IŞIK HAKKINDA BİLMEK İSTEMEYECEĞİNİZ GERÇEKLER
4. Bölüm: IŞIK ALGILARI ENGELLEYİCİ OLABİLİR Mİ?
Bu araştırma, Janus'un Tutsak Evren ve Sınırın Ötesi adlı kitabından alıntıdır.
Araştırma ve yazı: |
|
Işık, kimi bilim insanlarının teorilerine göre bazı algıları engelleyici olabilir. Söz konusu araştırmalara göre görme eylemi, dünya ile etkileşime girdiğimiz farklı yolları geri plana itmektedir.
İnsanlar arasında -görselliğin ötesinde- duygusal bir iletişim de vardır; yani duygularımız aslında biz fark etmesek de bir insandan diğerine ulaşmaktadır. Nörobilimci bilimkadını Beatrice de Gelder, duygusal algıları hissetme imkanı veren alt bilinçsel/zihinsel geçiş yolları bulunmakta olduğunu keşfetmiş; görme adlı eylemin bu yeteneğimizi bastırıyor olabildiği hakkında bazı veriler ele geçirmiştir.
“Genelde görsel algının sağlıklı gözlerle mümkün olduğunu düşünürüz. Aslına gözler sadece beyne bağlı oldukları için görürler” de Gelder.
Görmek denilen eylem, “ışık” adı verilmiş olan belli bir elektromanyetik dalgaboyunun fotonları retinaya çarptığında beyin tarafından yaratılan sonuçtur. Işık gerçekte bir radyasyondur. Söz edilen radyasyon yüzünden farklı (duygusal) algı yolları geri plana itilmişler, kullanılamaz olmuşlardır.
“İnsanın algılama sisteminin en az dokuz farklı geçiş yolu vardır. Bunlardan sadece bir tanesini tanıyoruz, diğerleri tamamen arka planda. Çünkü bu alternatif geçiş yolları sadece bir önceki işlevselliğini yitirince ortaya çıkıyor” de Gelder.
Görme işlemi sağlıklı beyinde, beynin arkasındaki görsel kortekste gerçekleşmektedir. Önceki bölümlerde gördüğümüz gibi gözlerden alınan bilgiler, sinyale çevrilip bu ortama yollanır. Görsel kortekste bir tarafta felç yaşandığında bir gözde bu uyarılar toplanamaz. De Gelder araştırmalarını bu gibi -tek gözü görmeyen- kişilerle yapmaktadır: Araştırmaları sonucunda uyarıların görmeyen göz aracılığı ile başka bir yoldan toplanmakta olduğu ortaya çıkmıştır.

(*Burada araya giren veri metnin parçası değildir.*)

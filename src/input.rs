// SPDX-License-Identifier: AGPL-3.0-or-later
//! Operator inputs for one run
//!
//! Inputs come either from an attended terminal or from environment
//! variables. The source is picked once at startup by [`select_source`];
//! command-line flags override both.

use std::collections::HashMap;
use std::fmt;

use console::Term;
use tracing::debug;

use crate::error::{ProvisionError, Result};
use crate::store::schema::{self, DEFAULT_CAMERA_PASSWORD};
use crate::store::{is_placeholder, is_valid_address, ConfigDocument};

pub const ENV_DOMAIN: &str = "DOMAIN_NAME";
pub const ENV_EMAIL: &str = "SSL_EMAIL";
pub const ENV_VPS_IP: &str = "VPS_IP";
pub const ENV_VPS_USER: &str = "VPS_USER";
pub const ENV_VPS_PASSWORD: &str = "VPS_PASSWORD";
pub const ENV_CAMERA_IP: &str = "CAMERA_IP";
pub const ENV_CAMERA_USER: &str = "CAMERA_USER";
pub const ENV_CAMERA_PASS: &str = "CAMERA_PASS";

/// Values given on the command line
#[derive(Debug, Clone, Default)]
pub struct CliOverrides {
    pub production: bool,
    pub camera_ip: Option<String>,
    pub camera_user: Option<String>,
    pub camera_pass: Option<String>,
}

/// Everything the operator supplied for this run. `None` means "keep what the
/// environment file already has".
#[derive(Clone, Default)]
pub struct ProvisionInputs {
    pub domain: Option<String>,
    pub email: Option<String>,
    pub vps_ip: Option<String>,
    pub vps_user: Option<String>,
    pub vps_password: Option<String>,
    pub camera_ip: Option<String>,
    pub camera_user: Option<String>,
    pub camera_pass: Option<String>,
    pub production: bool,
}

impl fmt::Debug for ProvisionInputs {
    fn fmt(&self, f: &mut fmt::Formatter<'_>) -> fmt::Result {
        f.debug_struct("ProvisionInputs")
            .field("domain", &self.domain)
            .field("email", &self.email)
            .field("vps_ip", &self.vps_ip)
            .field("vps_user", &self.vps_user)
            .field("vps_password", &self.vps_password.as_ref().map(|_| "<redacted>"))
            .field("camera_ip", &self.camera_ip)
            .field("camera_user", &self.camera_user)
            .field("camera_pass", &self.camera_pass.as_ref().map(|_| "<redacted>"))
            .field("production", &self.production)
            .finish()
    }
}

impl ProvisionInputs {
    /// Reject malformed input before anything is mutated
    pub fn validate(&self) -> Result<()> {
        if let Some(ip) = &self.vps_ip {
            if !is_valid_address(ip) {
                return Err(ProvisionError::validation(format!(
                    "VPS_IP '{}' is not an IP address or hostname",
                    ip
                )));
            }
        }
        if let Some(user) = &self.vps_user {
            if user.contains(char::is_whitespace) || user.contains('@') {
                return Err(ProvisionError::validation(format!(
                    "VPS_USER '{}' is not a valid user name",
                    user
                )));
            }
        }
        if let Some(ip) = &self.camera_ip {
            if !is_valid_address(ip) {
                return Err(ProvisionError::validation(format!(
                    "camera address '{}' is not an IP address or hostname",
                    ip
                )));
            }
        }
        if let Some(domain) = &self.domain {
            if !is_valid_address(domain) || domain.parse::<std::net::IpAddr>().is_ok() {
                return Err(ProvisionError::validation(format!(
                    "DOMAIN_NAME '{}' is not a domain name",
                    domain
                )));
            }
            match &self.email {
                Some(email) if is_plausible_email(email) => {}
                Some(email) => {
                    return Err(ProvisionError::validation(format!(
                        "SSL_EMAIL '{}' is not an email address",
                        email
                    )))
                }
                None => {
                    return Err(ProvisionError::validation(
                        "SSL_EMAIL is required when DOMAIN_NAME is set",
                    ))
                }
            }
        }
        if self.production && self.camera_pass.as_deref() == Some(DEFAULT_CAMERA_PASSWORD) {
            return Err(ProvisionError::validation(
                "the factory camera password cannot be used in production",
            ));
        }
        Ok(())
    }

    pub fn password_supplied(&self) -> bool {
        self.vps_password.is_some()
    }

    fn apply_overrides(mut self, overrides: &CliOverrides) -> Self {
        self.production = overrides.production;
        if overrides.camera_ip.is_some() {
            self.camera_ip = overrides.camera_ip.clone();
        }
        if overrides.camera_user.is_some() {
            self.camera_user = overrides.camera_user.clone();
        }
        if overrides.camera_pass.is_some() {
            self.camera_pass = overrides.camera_pass.clone();
        }
        self
    }
}

fn is_plausible_email(email: &str) -> bool {
    match email.split_once('@') {
        Some((local, host)) => {
            !local.is_empty() && host.contains('.') && !email.contains(char::is_whitespace)
        }
        None => false,
    }
}

fn non_empty(value: Option<String>) -> Option<String> {
    value
        .map(|v| v.trim().to_string())
        .filter(|v| !v.is_empty())
}

/// Where operator inputs come from
pub trait InputSource {
    fn name(&self) -> &'static str;

    /// Collect inputs, using `existing` for defaults where the source asks
    fn gather(&self, existing: &ConfigDocument, overrides: &CliOverrides) -> Result<ProvisionInputs>;
}

/// Inputs from environment variables
#[derive(Clone, Default)]
pub struct EnvSource {
    vars: HashMap<String, String>,
}

impl EnvSource {
    /// Snapshot the process environment
    pub fn from_env() -> Self {
        Self {
            vars: std::env::vars().collect(),
        }
    }

    pub fn from_pairs<I, K, V>(pairs: I) -> Self
    where
        I: IntoIterator<Item = (K, V)>,
        K: Into<String>,
        V: Into<String>,
    {
        Self {
            vars: pairs.into_iter().map(|(k, v)| (k.into(), v.into())).collect(),
        }
    }

    fn var(&self, name: &str) -> Option<String> {
        non_empty(self.vars.get(name).cloned())
    }
}

impl InputSource for EnvSource {
    fn name(&self) -> &'static str {
        "environment"
    }

    fn gather(&self, _existing: &ConfigDocument, overrides: &CliOverrides) -> Result<ProvisionInputs> {
        let inputs = ProvisionInputs {
            domain: self.var(ENV_DOMAIN),
            email: self.var(ENV_EMAIL),
            vps_ip: self.var(ENV_VPS_IP),
            vps_user: self.var(ENV_VPS_USER),
            vps_password: self.var(ENV_VPS_PASSWORD),
            camera_ip: self.var(ENV_CAMERA_IP),
            camera_user: self.var(ENV_CAMERA_USER),
            camera_pass: self.var(ENV_CAMERA_PASS),
            production: false,
        };
        Ok(inputs.apply_overrides(overrides))
    }
}

/// Inputs prompted on the terminal
pub struct InteractiveSource {
    term: Term,
}

impl Default for InteractiveSource {
    fn default() -> Self {
        Self {
            term: Term::stderr(),
        }
    }
}

impl InteractiveSource {
    fn prompt(&self, label: &str, default: Option<&str>) -> Result<Option<String>> {
        match default {
            Some(d) => self.term.write_str(&format!("{} [{}]: ", label, d))?,
            None => self.term.write_str(&format!("{} (leave empty to skip): ", label))?,
        }
        let answer = non_empty(Some(self.term.read_line()?));
        Ok(answer.or_else(|| default.map(str::to_string)))
    }

    fn prompt_secret(&self, label: &str) -> Result<Option<String>> {
        self.term
            .write_str(&format!("{} (leave empty to skip): ", label))?;
        Ok(non_empty(Some(self.term.read_secure_line()?)))
    }
}

fn existing_value(doc: &ConfigDocument, key: &str) -> Option<String> {
    doc.get(key)
        .filter(|v| !is_placeholder(v))
        .map(str::to_string)
}

impl InputSource for InteractiveSource {
    fn name(&self) -> &'static str {
        "terminal"
    }

    fn gather(&self, existing: &ConfigDocument, overrides: &CliOverrides) -> Result<ProvisionInputs> {
        self.term
            .write_line("imgserv provisioning. Press Enter to keep the value in brackets.")?;

        let domain = self.prompt(
            "Public domain name",
            existing_value(existing, schema::DOMAIN_NAME).as_deref(),
        )?;
        let email = match &domain {
            Some(_) => self.prompt(
                "Contact email for certificates",
                existing_value(existing, schema::SSL_EMAIL).as_deref(),
            )?,
            None => None,
        };

        let vps_ip = self.prompt(
            "Edge host address",
            existing_value(existing, schema::VPS_HOST).as_deref(),
        )?;
        let (vps_user, vps_password) = match &vps_ip {
            Some(_) => {
                let default_user =
                    existing_value(existing, schema::VPS_USER).unwrap_or_else(|| "root".to_string());
                let user = self.prompt("Edge host SSH user", Some(&default_user))?;
                let password = self.prompt_secret("Edge host password for first-time key setup")?;
                (user, password)
            }
            None => (None, None),
        };

        debug!(domain = ?domain, vps_ip = ?vps_ip, "Collected terminal inputs");
        let inputs = ProvisionInputs {
            domain,
            email,
            vps_ip,
            vps_user,
            vps_password,
            ..ProvisionInputs::default()
        };
        Ok(inputs.apply_overrides(overrides))
    }
}

/// Terminal prompts when a person is attached and allowed, environment
/// variables otherwise
pub fn select_source(non_interactive: bool) -> Box<dyn InputSource> {
    if !non_interactive && console::user_attended() {
        Box::new(InteractiveSource::default())
    } else {
        Box::new(EnvSource::from_env())
    }
}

Araştırma, hastanın gören ve görmeyen gözünü birbirinden ayıran bir bölme kullanılarak yapılır. Bir bilgisayar sadece tek bir tarafa çeşitli duyguları ifade eden çehreleri göstermektedir. Hastanın yüzüne ise elektrotlar bağlıdır ve bunlar -eğer yüz kasları ekranda gösterilen duygulara en ufak bir kıpırtı ile cevap verirse- bunu tespit edebilecek hassaslıktadırlar. Araştırma sonucunda tek gözü görmez deneklerin yüz kaslarının onlara gösterilen çehrelerin yüz ifadelerini taklit etmekte olduğunu ortaya çıkar. Yani görmezler, resimlerdeki kişilerle aynı kasları kullanmaktadırlar.
Asıl çarpıcı olan ise ekranda gösterilen duygu ifade eden yüzlerin sadece deneğin görmeyen gözü tarafından izlenmiş olmasıdır. Gören göz ise sadece nötr ifadeler taşıyan yüz fotoğraflarını izlemektedir. Yani denekler, görmeyen gözlerine gösterilen duyguları taklit etmektedirler.
De Gelder bu sonuçlardan yola çıkarak beyinde bilinmeyen bir algılama sistemi ile bağlantılı gizli bir bölüm olduğuna inanmaktadır. Bu bölüm, sadece duygularla ilgili imajlar söz konusu olduğunda aktive olmakta ve uyarıları alabilmektedir.
Bu deney nedeni ile ışığın insanlar arasında duygusal iletişimi engellediğini söylemek artık çok da zor değildir. Bu araştırma “Kör görüşü” adı verilen durumun nedenlerinin açıklayacak olabilir.